Provided material Start Marker
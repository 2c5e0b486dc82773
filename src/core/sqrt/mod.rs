// SPDX-License-Identifier: Apache-2.0
// Copyright 2025 itsakeyfut
//
// Licensed under the Apache License, Version 2.0 (the "License");
// you may not use this file except in compliance with the License.
// You may obtain a copy of the License at
//
//     http://www.apache.org/licenses/LICENSE-2.0
//
// Unless required by applicable law or agreed to in writing, software
// distributed under the License is distributed on an "AS IS" BASIS,
// WITHOUT WARRANTIES OR CONDITIONS OF ANY KIND, either express or implied.
// See the License for the specific language governing permissions and
// limitations under the License.

//! Fixed-point square root (`SquareRoot0` / `SquareRoot12`)
//!
//! The library exposes two entry points:
//! - `SquareRoot0(a)`: integer square root of a plain integer, truncated
//! - `SquareRoot12(a)`: square root of a Q12 value, `trunc(sqrt(a) * 64)`
//!
//! Because `sqrt(a * 2^12) = sqrt(a) * 2^6`, `SquareRoot12` maps a Q12 input
//! back onto Q12: `SquareRoot12(4096) == 4096` (√1.0 = 1.0).
//!
//! Negative input is not an error. It logs a single warning naming the
//! routine and the value, then returns 0.
//!
//! Two interchangeable backends are provided:
//!
//! ```text
//! Backend      | Method                              | Use
//! -------------|-------------------------------------|--------------------
//! FloatSqrt    | f64::sqrt, truncated toward zero    | default
//! IntegerSqrt  | digit-by-digit integer square root  | no-FPU / reference
//! ```
//!
//! For every non-negative `i32` the two backends return identical results.
//!
//! # Example
//!
//! ```
//! use psyq_math::core::sqrt::{square_root0, square_root12};
//!
//! assert_eq!(square_root0(16), 4);
//! assert_eq!(square_root0(15), 3);
//! assert_eq!(square_root12(4096), 4096);
//! assert_eq!(square_root0(-1), 0);
//! ```

#[cfg(test)]
mod tests;

use std::fmt;
use std::str::FromStr;

use serde::{Deserialize, Serialize};

use crate::core::error::MathError;

/// Q12 -> Q12 rescale factor applied after the square root (2^6)
const Q12_ROOT_SCALE: f64 = 64.0;

/// Fractional bits of a Q12 value
const Q12_SHIFT: u32 = 12;

/// Square root implementation
///
/// Implementors only handle the non-negative domain; the provided
/// `sqrt0`/`sqrt12` methods apply the shared negative-input policy.
pub trait SqrtBackend: Send + Sync {
    /// Short backend name (for logging and configuration)
    fn name(&self) -> &'static str;

    /// `trunc(sqrt(a))` for non-negative `a`
    fn root0(&self, a: u32) -> i32;

    /// `trunc(sqrt(a) * 64)` for non-negative Q12 `a`
    fn root12(&self, a: u32) -> i32;

    /// `SquareRoot0`: integer square root, 0 for negative input
    fn sqrt0(&self, a: i32) -> i32 {
        match u32::try_from(a) {
            Ok(0) => 0,
            Ok(a) => self.root0(a),
            Err(_) => negative_input("SquareRoot0", a),
        }
    }

    /// `SquareRoot12`: Q12 square root, 0 for negative input
    fn sqrt12(&self, a: i32) -> i32 {
        match u32::try_from(a) {
            Ok(0) => 0,
            Ok(a) => self.root12(a),
            Err(_) => negative_input("SquareRoot12", a),
        }
    }
}

fn negative_input(routine: &str, a: i32) -> i32 {
    log::warn!("{}: negative input {} (returning 0)", routine, a);
    0
}

/// Host floating-point square root
///
/// Replaces the BIOS table/iteration routine with `f64::sqrt`. Every `i32`
/// is exactly representable in `f64`, and the correctly rounded root never
/// crosses an integer boundary, so truncation gives the exact floor.
#[derive(Debug, Clone, Copy, Default)]
pub struct FloatSqrt;

impl SqrtBackend for FloatSqrt {
    fn name(&self) -> &'static str {
        "float"
    }

    #[inline]
    fn root0(&self, a: u32) -> i32 {
        (a as f64).sqrt() as i32
    }

    #[inline]
    fn root12(&self, a: u32) -> i32 {
        ((a as f64).sqrt() * Q12_ROOT_SCALE) as i32
    }
}

/// Digit-by-digit integer square root
///
/// No floating point involved. `root12` evaluates `isqrt(a << 12)` in 64-bit
/// arithmetic, which equals `trunc(sqrt(a) * 64)`.
#[derive(Debug, Clone, Copy, Default)]
pub struct IntegerSqrt;

impl IntegerSqrt {
    /// Floor of the square root of `n`
    pub fn isqrt(n: u64) -> u64 {
        let mut remainder = n;
        let mut root = 0u64;
        let mut bit = 1u64 << 62;

        while bit > remainder {
            bit >>= 2;
        }

        while bit != 0 {
            if remainder >= root + bit {
                remainder -= root + bit;
                root = (root >> 1) + bit;
            } else {
                root >>= 1;
            }
            bit >>= 2;
        }

        root
    }
}

impl SqrtBackend for IntegerSqrt {
    fn name(&self) -> &'static str {
        "integer"
    }

    #[inline]
    fn root0(&self, a: u32) -> i32 {
        Self::isqrt(a as u64) as i32
    }

    #[inline]
    fn root12(&self, a: u32) -> i32 {
        Self::isqrt((a as u64) << Q12_SHIFT) as i32
    }
}

static FLOAT_SQRT: FloatSqrt = FloatSqrt;
static INTEGER_SQRT: IntegerSqrt = IntegerSqrt;

/// Backend selector (configuration / command line)
#[derive(Debug, Clone, Copy, PartialEq, Eq, Default, Serialize, Deserialize)]
#[serde(rename_all = "lowercase")]
pub enum SqrtKind {
    /// [`FloatSqrt`]
    #[default]
    Float,
    /// [`IntegerSqrt`]
    Integer,
}

impl SqrtKind {
    /// Shared backend instance for this kind
    pub fn backend(self) -> &'static dyn SqrtBackend {
        match self {
            SqrtKind::Float => &FLOAT_SQRT,
            SqrtKind::Integer => &INTEGER_SQRT,
        }
    }
}

impl fmt::Display for SqrtKind {
    fn fmt(&self, f: &mut fmt::Formatter<'_>) -> fmt::Result {
        f.write_str(self.backend().name())
    }
}

impl FromStr for SqrtKind {
    type Err = MathError;

    fn from_str(s: &str) -> Result<Self, Self::Err> {
        match s.trim().to_ascii_lowercase().as_str() {
            "float" => Ok(SqrtKind::Float),
            "integer" => Ok(SqrtKind::Integer),
            other => Err(MathError::Config(format!(
                "Unknown sqrt backend: {} (expected \"float\" or \"integer\")",
                other
            ))),
        }
    }
}

/// `SquareRoot0` using the default (float) backend
#[inline]
pub fn square_root0(a: i32) -> i32 {
    FLOAT_SQRT.sqrt0(a)
}

/// `SquareRoot12` using the default (float) backend
#[inline]
pub fn square_root12(a: i32) -> i32 {
    FLOAT_SQRT.sqrt12(a)
}

/// Alias of [`square_root0`]
#[inline]
pub fn sqrt0(a: i32) -> i32 {
    square_root0(a)
}

/// Alias of [`square_root12`]
#[inline]
pub fn sqrt12(a: i32) -> i32 {
    square_root12(a)
}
Provided material End Marker
**Work to complete:**
Determine the number of lines in the data above that include the word "floating", then answer with that number alone.

**Solution to this problem:**
2